Solved: Notebook parameter inaccessible in next code cell

jnickell · ‎07-19-2024

I'm new to Data Engineering / Notebooks and am trying to follow a youtube video to setup a notebook for schema validation after data has been landed in Lakehouse files.

I have a parameter cell with a 'fileToTest' and a output_table_name. When I try to use the 'fileToTest' parameter outside of the parameter code cell it doesn't work and I get a "NameError: name 'fileToTest' is not defined" error.

--- Updated with some additional findings

I only have 3 code cells.

Cell 1: (Parameters)

fileToTest = "Files/folder/file.csv"
output_table_name = 'raw_users'

Cell 2 (attempting to install GreatExpectations

%pip install --q great_expectations

df = spark.read.format("csv").option("header","true").load(fileToTest)
display(df)

UPDATE:
IF I comment out the pip install command the spark.read operation will work. Not sure what this means. Of course in my notebook that means cell 3 fails when it tries to import great_expectations.

Cell 3 (attempting to create validations within Great Expectations Context

import great_expectations as gx
gxContext = gx.get_context()
validator = gxContext.sources.pandas_default.read_csv(fileToTest)

Either of the references above to 'fileToTest' fail with the NameError.

If I move this code to Cell 1 it works w/o issue

df = spark.read.format("csv").option("header","true").load(fileToTest)
display(df)

For reference the original video is here:

https://youtu.be/wAayC-J9TsU?si=D25oMc7oZfpGFrxc

jnickell · ‎07-19-2024

Found the cause of my issue. Learning newbie here.

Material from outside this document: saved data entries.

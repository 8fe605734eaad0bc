//! Reference tokens and their lexer.
//!
//! A reference is a short token in running text that names a tracker
//! object: `#124`, `r758`, `document:"Some Doc"`, `sandbox:source:trunk`,
//! `[[Wiki page|label]]`. Each token may carry a `project:` prefix, and
//! repository tokens a `repo|` prefix. Regex lookahead is not available, so
//! the lexer is written by hand to check the boundary after each candidate.

/// Every kind of reference the renderer links.
#[derive(Clone, Copy, Debug, PartialEq, Eq)]
pub enum ReferenceKind {
    /// `#124`
    Issue,
    /// `#124#note-6` or `#124-6`
    IssueNote,
    /// `r758`, `repo|r758`
    Revision,
    /// `commit:abcd`
    CommitHash,
    Document,
    Version,
    /// `source:path[@rev][#Lnn]`
    Source,
    /// `export:path[@rev]`
    Export,
    Forum,
    Message,
    News,
    Project,
    WikiLink,
    Attachment,
    /// Bare `http://…` or `www.…` URL.
    AutoLinkUrl,
    /// Bare e-mail address.
    AutoLinkEmail,
}

/// How a token names its target.
#[derive(Clone, Copy, Debug, PartialEq, Eq)]
pub enum Target<'a> {
    /// Digits after `#` (or after `r` for revisions).
    Id(&'a str),
    /// Name, title, path, hash, filename, page, or address.
    Name(&'a str),
}

impl<'a> Target<'a> {
    pub fn as_str(&self) -> &'a str {
        match *self {
            Self::Id(s) | Self::Name(s) => s,
        }
    }
}

/// A lexed reference.
#[derive(Clone, Copy, Debug, PartialEq, Eq)]
pub struct ReferenceToken<'a> {
    pub kind: ReferenceKind,
    /// The token as written.
    pub raw: &'a str,
    /// `project:` prefix, without the colon.
    pub project: Option<&'a str>,
    /// `repo|` prefix of repository tokens, without the pipe.
    pub repository: Option<&'a str>,
    pub target: Target<'a>,
    /// Note number of [`ReferenceKind::IssueNote`].
    pub note: Option<&'a str>,
    /// Explicit label of a wiki link.
    pub label: Option<&'a str>,
}

impl<'a> ReferenceToken<'a> {
    fn new(kind: ReferenceKind, raw: &'a str, target: Target<'a>) -> Self {
        Self {
            kind,
            raw,
            project: None,
            repository: None,
            target,
            note: None,
            label: None,
        }
    }
}

/// Keywords introducing a typed reference.
const KEYWORDS: &[(&str, ReferenceKind)] = &[
    ("attachment", ReferenceKind::Attachment),
    ("document", ReferenceKind::Document),
    ("version", ReferenceKind::Version),
    ("forum", ReferenceKind::Forum),
    ("news", ReferenceKind::News),
    ("message", ReferenceKind::Message),
    ("project", ReferenceKind::Project),
    ("commit", ReferenceKind::CommitHash),
    ("source", ReferenceKind::Source),
    ("export", ReferenceKind::Export),
];

/// Characters after which a reference may start.
pub(crate) fn is_reference_lead(prev: Option<char>) -> bool {
    match prev {
        None => true,
        Some(c) => {
            c.is_whitespace()
                || matches!(c, '(' | ',' | '-' | '[' | '>' | '*' | '_' | '+' | '^' | '~')
        }
    }
}

/// Check the boundary after a reference ending at byte `end`.
///
/// A reference ends at the end of text, whitespace, `,`, `]`, `<`, or a
/// punctuation character not followed by a word character or `/`.
fn is_boundary(text: &str, end: usize) -> bool {
    let mut chars = text[end..].chars();
    let Some(c) = chars.next() else {
        return true;
    };
    if c.is_whitespace() || matches!(c, ',' | ']' | '<') {
        return true;
    }
    c.is_ascii_punctuation()
        && chars
            .next()
            .is_none_or(|n| !(n.is_ascii_alphanumeric() || n == '_' || n == '/'))
}

fn digits_len(s: &str) -> usize {
    s.bytes().take_while(u8::is_ascii_digit).count()
}

/// Length of a `[a-z0-9_-]+` run.
fn identifier_len(s: &str) -> usize {
    s.bytes()
        .take_while(|b| b.is_ascii_lowercase() || b.is_ascii_digit() || matches!(b, b'_' | b'-'))
        .count()
}

/// Lex a domain reference starting at byte `pos` of `text`.
///
/// The caller checks the character before `pos`. Wiki links and autolinks
/// have their own lexers.
pub(crate) fn lex_reference(text: &str, pos: usize) -> Option<ReferenceToken<'_>> {
    let rest = &text[pos..];
    let project_len = identifier_len(rest);
    if project_len > 0
        && rest.as_bytes().get(project_len) == Some(&b':')
        && let Some(mut token) = lex_body(text, pos + project_len + 1)
    {
        token.project = Some(&rest[..project_len]);
        token.raw = &text[pos..pos + project_len + 1 + token.raw.len()];
        return Some(token);
    }
    lex_body(text, pos)
}

fn lex_body(text: &str, pos: usize) -> Option<ReferenceToken<'_>> {
    let rest = &text[pos..];
    for &(keyword, kind) in KEYWORDS {
        if let Some(after) = rest.strip_prefix(keyword)
            && let Some(token) = lex_keyword(text, pos, keyword.len(), kind, after)
        {
            return Some(token);
        }
    }
    if rest.starts_with('#') {
        return lex_issue(text, pos);
    }
    lex_revision(text, pos)
}

fn lex_issue(text: &str, pos: usize) -> Option<ReferenceToken<'_>> {
    let digits = digits_len(&text[pos + 1..]);
    if digits == 0 {
        return None;
    }
    let id_end = pos + 1 + digits;
    let id = &text[pos + 1..id_end];

    let after = &text[id_end..];
    let note_prefix = if after.starts_with("#note-") {
        Some("#note-".len())
    } else if after.starts_with('-') {
        Some(1)
    } else {
        None
    };
    if let Some(prefix) = note_prefix {
        let note_start = id_end + prefix;
        let note_digits = digits_len(&text[note_start..]);
        let end = note_start + note_digits;
        if note_digits > 0 && is_boundary(text, end) {
            let mut token = ReferenceToken::new(
                ReferenceKind::IssueNote,
                &text[pos..end],
                Target::Id(id),
            );
            token.note = Some(&text[note_start..end]);
            return Some(token);
        }
    }

    is_boundary(text, id_end).then(|| {
        ReferenceToken::new(ReferenceKind::Issue, &text[pos..id_end], Target::Id(id))
    })
}

fn lex_revision(text: &str, pos: usize) -> Option<ReferenceToken<'_>> {
    let rest = &text[pos..];
    let repo_len = identifier_len(rest);
    let (repository, r_at) = if repo_len > 0 && rest.as_bytes().get(repo_len) == Some(&b'|') {
        (Some(&rest[..repo_len]), repo_len + 1)
    } else {
        (None, 0)
    };
    if rest.as_bytes().get(r_at) != Some(&b'r') {
        return None;
    }
    let digits = digits_len(&rest[r_at + 1..]);
    let end = pos + r_at + 1 + digits;
    if digits == 0 || !is_boundary(text, end) {
        return None;
    }
    let mut token = ReferenceToken::new(
        ReferenceKind::Revision,
        &text[pos..end],
        Target::Id(&rest[r_at + 1..r_at + 1 + digits]),
    );
    token.repository = repository;
    Some(token)
}

fn lex_keyword<'a>(
    text: &'a str,
    pos: usize,
    keyword_len: usize,
    kind: ReferenceKind,
    after: &'a str,
) -> Option<ReferenceToken<'a>> {
    let sep_at = pos + keyword_len;
    match after.as_bytes().first()? {
        b'#' => {
            let by_id = matches!(
                kind,
                ReferenceKind::Document
                    | ReferenceKind::Version
                    | ReferenceKind::Forum
                    | ReferenceKind::News
                    | ReferenceKind::Message
                    | ReferenceKind::Project
            );
            let digits = digits_len(&after[1..]);
            let end = sep_at + 1 + digits;
            if !by_id || digits == 0 || !is_boundary(text, end) {
                return None;
            }
            Some(ReferenceToken::new(
                kind,
                &text[pos..end],
                Target::Id(&text[sep_at + 1..end]),
            ))
        }
        b':' => {
            let name_at = sep_at + 1;
            let (name, end) = lex_name(text, name_at)?;
            let mut token = ReferenceToken::new(kind, &text[pos..end], Target::Name(name));
            if matches!(
                kind,
                ReferenceKind::CommitHash | ReferenceKind::Source | ReferenceKind::Export
            ) {
                let repo_len = identifier_len(name);
                if repo_len > 0
                    && name.as_bytes().get(repo_len) == Some(&b'|')
                    && name.len() > repo_len + 1
                {
                    token.repository = Some(&name[..repo_len]);
                    token.target = Target::Name(&name[repo_len + 1..]);
                }
            }
            Some(token)
        }
        _ => None,
    }
}

/// Lex a `"quoted name"` or an unquoted name ending at the first boundary.
///
/// Returns the name and the byte offset after it.
fn lex_name(text: &str, at: usize) -> Option<(&str, usize)> {
    let rest = &text[at..];
    if let Some(quoted) = rest.strip_prefix('"') {
        let close = quoted.find('"')?;
        if close == 0 {
            return None;
        }
        let end = at + 1 + close + 1;
        return is_boundary(text, end).then(|| (&quoted[..close], end));
    }

    for (offset, c) in rest.char_indices() {
        if c.is_whitespace() || c == '<' || c == '>' {
            return None;
        }
        let end = at + offset + c.len_utf8();
        if is_boundary(text, end) {
            return Some((&text[at..end], end));
        }
    }
    None
}

/// Lex `[[page]]`, `[[page|label]]` or `[[project:page]]` at `pos`.
pub(crate) fn lex_wiki_link(text: &str, pos: usize) -> Option<ReferenceToken<'_>> {
    let inner_start = pos + 2;
    let rest = text[pos..].strip_prefix("[[")?;
    let close = rest.find("]]")?;
    let inner = &rest[..close];
    if inner.is_empty() || inner.contains(['\n', '[', ']']) {
        return None;
    }
    let (page, label) = match inner.split_once('|') {
        Some((page, label)) => {
            if label.is_empty() || label.contains('|') {
                return None;
            }
            (page, Some(label))
        }
        None => (inner, None),
    };
    if page.is_empty() {
        return None;
    }
    let end = inner_start + close + 2;
    let (project, page) = match page.split_once(':') {
        Some((project, page)) if !project.is_empty() => (Some(project), page),
        _ => (None, page),
    };
    let mut token = ReferenceToken::new(
        ReferenceKind::WikiLink,
        &text[pos..end],
        Target::Name(page),
    );
    token.project = project;
    token.label = label;
    Some(token)
}

const URL_PROTOCOLS: &[&str] = &["http://", "https://", "ftp://", "ftps://", "sftp://", "www."];

/// Characters after which a bare URL is linked.
pub(crate) fn is_autolink_lead(prev: Option<char>) -> bool {
    match prev {
        None => true,
        Some(c) => {
            c.is_whitespace()
                || matches!(
                    c,
                    '(' | '[' | ',' | ';' | '<' | '>' | '*' | '_' | '+' | '^' | '~' | '-' | '%'
                )
        }
    }
}

/// Lex a bare URL at `pos`.
///
/// Trailing characters other than word characters, `=`, `/`, `;`, and
/// parentheses are left out, as is a closing parenthesis without a match.
pub(crate) fn lex_url(text: &str, pos: usize) -> Option<ReferenceToken<'_>> {
    let rest = &text[pos..];
    let protocol = URL_PROTOCOLS.iter().find(|p| rest.starts_with(**p))?;
    let body_len = rest[protocol.len()..]
        .find(|c: char| c.is_whitespace() || c == '<' || c == '>')
        .unwrap_or(rest.len() - protocol.len());
    let mut url = &rest[..protocol.len() + body_len];
    while let Some(last) = url.chars().next_back() {
        if last.is_alphanumeric() || matches!(last, '_' | '=' | '/' | ';' | '(' | ')') {
            break;
        }
        url = &url[..url.len() - last.len_utf8()];
    }
    if url.ends_with(')') && url.matches('(').count() < url.matches(')').count() {
        url = &url[..url.len() - 1];
    }
    if url.len() <= protocol.len() {
        return None;
    }
    Some(ReferenceToken::new(
        ReferenceKind::AutoLinkUrl,
        url,
        Target::Name(url),
    ))
}

/// Lex a bare e-mail address at `pos`. The caller checks the preceding character.
pub(crate) fn lex_email(text: &str, pos: usize) -> Option<ReferenceToken<'_>> {
    let rest = &text[pos..];
    if !rest.chars().next().is_some_and(|c| c.is_alphanumeric() || c == '_') {
        return None;
    }
    let local_len = rest
        .find(|c: char| !(c.is_alphanumeric() || matches!(c, '_' | '.' | '!' | '#' | '$' | '%' | '-' | '+' | '/')))
        .unwrap_or(rest.len());
    if rest.as_bytes().get(local_len) != Some(&b'@') {
        return None;
    }
    let domain = &rest[local_len + 1..];
    let mut domain_len = 0;
    let mut labels = 0;
    loop {
        let label = &domain[domain_len..];
        let len = label
            .bytes()
            .take_while(|b| b.is_ascii_alphanumeric() || *b == b'-')
            .count();
        if len == 0 {
            break;
        }
        labels += 1;
        let next = domain_len + len;
        domain_len = next;
        let more = domain.as_bytes().get(next) == Some(&b'.')
            && domain
                .as_bytes()
                .get(next + 1)
                .is_some_and(u8::is_ascii_alphanumeric);
        if !more {
            break;
        }
        domain_len += 1;
    }
    if labels < 2 {
        return None;
    }
    let address = &rest[..local_len + 1 + domain_len];
    Some(ReferenceToken::new(
        ReferenceKind::AutoLinkEmail,
        address,
        Target::Name(address),
    ))
}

spark.read works with the Files/.... path

great_Expectations / ?pandas? requires /lakehouse/default/ to be prepended to the path

View solution in original post

jnickell · ‎07-19-2024

Found the cause of my issue. Learning newbie here.

spark.read works with the Files/.... path

great_Expectations / ?pandas? requires /lakehouse/default/ to be prepended to the path

frithjof_v · ‎07-20-2024

I don't have experience with parameter cell, however my initial thought when you got the "NameError: name 'fileToTest' is not defined" was that you had not executed (run) Cell 1 before you tried to use the fileToTest variable in another cell.

So therefore the 'fileToTest' variable didn't exist at that moment when you executed another cell.